The existence of such pathogens provides further circumstantial evidence for the idea that viruses are ultimately derived from cells. It also provides support for the possibility that viruses had multiple origins in evolutionary time.

QUESTIONS FOR CHAPTER 1

1 Viruses are a part of the biosphere. However, there is active debate concerning whether they should be treated as living or nonliving.Briefly describe one feature of viruses that is also found in cell‐based life forms.Briefly describe one feature of viruses that distinguishes them from cell‐based life forms.

2 Why is it likely that viruses have not evolved from free‐living organisms?

3 Give examples of infectious agents that are smaller self‐replicating systems than viruses.

4 Ebola virus is a deadly (90% case‐fatality rate for some strains) infectious agent. Most viruses, however, are not nearly as lethal. Given the nature of viruses, why would you expect this to be so?

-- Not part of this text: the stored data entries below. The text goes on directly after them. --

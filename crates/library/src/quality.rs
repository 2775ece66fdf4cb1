//! Print-quality annotation from original image dimensions.

use crate::error::Result;
use crate::table::{Encoding, Table, set_field};
use mosaic_extract::models::PrintQuality;
use mosaic_storage::{FolderTable, ImageInfo, ImageLibrary, SizeFolder, try_probe};
use std::path::Path;
use tracing::instrument;

const AUTHOR: &str = "author";
const FILENAME: &str = "filename";
const WIDTH: &str = "width";
const HEIGHT: &str = "height";
const PRINT_QUALITY: &str = "print_quality";

/// Outcome of [`annotate_quality`].
#[derive(Debug, Clone, Copy, Default, PartialEq, Eq)]
pub struct QualityReport {
    pub rows: usize,
    /// Rows whose original image was found and measured.
    pub measured: usize,
    /// Rows whose original image was missing or unreadable.
    pub missing: usize,
}

/// Annotates each row of `table` with the dimensions and print-quality tier of
/// its original image.
///
/// The `width`, `height` and `print_quality` columns are appended when absent
/// and overwritten otherwise; rows without a measurable image get blanks.
pub fn annotate_table(table: &mut Table, library: &ImageLibrary, folders: &FolderTable) -> QualityReport {
    let author_idx = table.column(AUTHOR);
    let filename_idx = table.column(FILENAME);
    let width_idx = table.ensure_column(WIDTH);
    let height_idx = table.ensure_column(HEIGHT);
    let quality_idx = table.ensure_column(PRINT_QUALITY);

    let mut report = QualityReport {
        rows: table.rows.len(),
        ..Default::default()
    };
    for row in table.rows.iter_mut() {
        let author = author_idx.and_then(|idx| row.get(idx)).unwrap_or_default().trim().to_string();
        let filename = filename_idx.and_then(|idx| row.get(idx)).unwrap_or_default().trim().to_string();

        let (width, height, quality) = match locate(library, folders, &author, &filename).as_deref().and_then(try_probe) {
            Some(ImageInfo { width, height, .. }) => {
                report.measured += 1;
                let quality = PrintQuality::from_dimensions(width, height);
                (width.to_string(), height.to_string(), quality.as_str().to_string())
            },
            None => {
                report.missing += 1;
                tracing::debug!(%author, %filename, "No readable original image");
                (String::new(), String::new(), String::new())
            },
        };

        if let Some(idx) = author_idx {
            *row = set_field(row, idx, &author);
        }
        *row = set_field(row, width_idx, &width);
        *row = set_field(row, height_idx, &height);
        *row = set_field(row, quality_idx, &quality);
    }
    report
}

/// Path of the original image for a row, if the row names one safely.
fn locate(library: &ImageLibrary, folders: &FolderTable, author: &str, filename: &str) -> Option<std::path::PathBuf> {
    if filename.is_empty() {
        return None;
    }
    // The first candidate folder that exists, else the preferred one.
    let candidates = folders.candidates(author);
    let folder = candidates
        .iter()
        .find(|folder| library.photographer(folder).is_ok_and(|p| p.dir.is_dir()))
        .or(candidates.first())?;
    let path = library
        .photographer(folder)
        .and_then(|photographer| photographer.file(SizeFolder::Originals.as_str(), filename));
    match path {
        Ok(path) => Some(path),
        Err(err) => {
            tracing::warn!(%author, %filename, error = %*err, "Refusing to look up image");
            None
        },
    }
}

/// Reads `input`, annotates it with print-quality tiers and writes `output`.
#[instrument(skip(library, folders), fields(input = %input.display(), output = %output.display()))]
pub fn annotate_quality(
    library: &ImageLibrary,
    folders: &FolderTable,
    input: &Path,
    output: &Path,
    encoding: Encoding,
) -> Result<QualityReport> {
    let mut table = Table::read(input, encoding)?;
    let report = annotate_table(&mut table, library, folders);
    table.write(output)?;
    tracing::info!(
        rows = report.rows,
        measured = report.measured,
        missing = report.missing,
        "Annotated print quality"
    );
    Ok(report)
}
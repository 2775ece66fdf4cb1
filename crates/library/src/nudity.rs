//! Nudity column normalization.

use crate::error::Result;
use crate::table::{Encoding, Table, set_field};
use mosaic_extract::models::Nudity;
use std::path::Path;
use tracing::instrument;

const NUDITY_COLUMN: &str = "nudity";

/// Outcome of [`normalize_nudity`].
#[derive(Debug, Clone, Copy, Default, PartialEq, Eq)]
pub struct NudityReport {
    pub rows: usize,
    /// Rows whose nudity value was rewritten.
    pub changed: usize,
    /// Rows too short to hold a nudity value, passed through untouched.
    pub passed_through: usize,
}

/// Rewrites the `nudity` column of `table` onto the allowed values.
///
/// Tables without a `nudity` column are left as they are.
pub fn normalize_table(table: &mut Table) -> NudityReport {
    let mut report = NudityReport {
        rows: table.rows.len(),
        ..Default::default()
    };
    let Some(idx) = table.column(NUDITY_COLUMN) else {
        tracing::warn!("Table has no '{NUDITY_COLUMN}' column; nothing to normalize");
        report.passed_through = report.rows;
        return report;
    };
    for row in table.rows.iter_mut() {
        let Some(raw) = row.get(idx) else {
            report.passed_through += 1;
            continue;
        };
        let normalized = Nudity::normalize(raw).as_str();
        if raw != normalized {
            report.changed += 1;
            *row = set_field(row, idx, normalized);
        }
    }
    report
}

/// Reads `input`, normalizes its nudity column and writes `output` as UTF-8.
#[instrument(fields(input = %input.display(), output = %output.display()))]
pub fn normalize_nudity(input: &Path, output: &Path, encoding: Encoding) -> Result<NudityReport> {
    let mut table = Table::read(input, encoding)?;
    let report = normalize_table(&mut table);
    table.write(output)?;
    tracing::info!(rows = report.rows, changed = report.changed, "Normalized nudity column");
    Ok(report)
}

5 Given that viruses are a part of the biosphere in which other organisms exist, what might be the kinds of selective pressure that viruses exert on evolution?

6 Viruses were originally discovered because of their size, relative to known bacterial cells. Tobacco mosaic virus was called a “filterable infectious agent” by this criterion. Why is size not a good defining feature for viruses? What is a better definition?

CHAPTER 2 An Outline of Virus Replication and Viral Pathogenesis

VIRUS REPLICATION

Stages of virus replication in the cell

PATHOGENESIS OF VIRAL INFECTION

Stages of virus‐induced pathology Initial stages of infection – entry of the virus into the host The incubation period and spread of virus through the host Multiplication of virus to high levels – occurrence of disease symptoms The later stages of infection – the immune response The later stages of infection – virus spread to the next individual The later stages of infection – fate of the host

QUESTIONS FOR CHAPTER 2

VIRUS REPLICATION

Viruses must replicate in living cells. The most basic molecular requirement for virus replication is for a virus to induce either profound or subtle changes in the cell so that viral genes in the genome are replicated and viral proteins are expressed. This will result in the formation of new viruses – usually many more than the number of viruses infecting the cell in the first place. When reproducing, viruses use at least part of the cell's equipment for replication of viral nucleic acids and expression of viral genes. They also use the cell's protein synthetic machinery, and the cell's metabolic energy resources.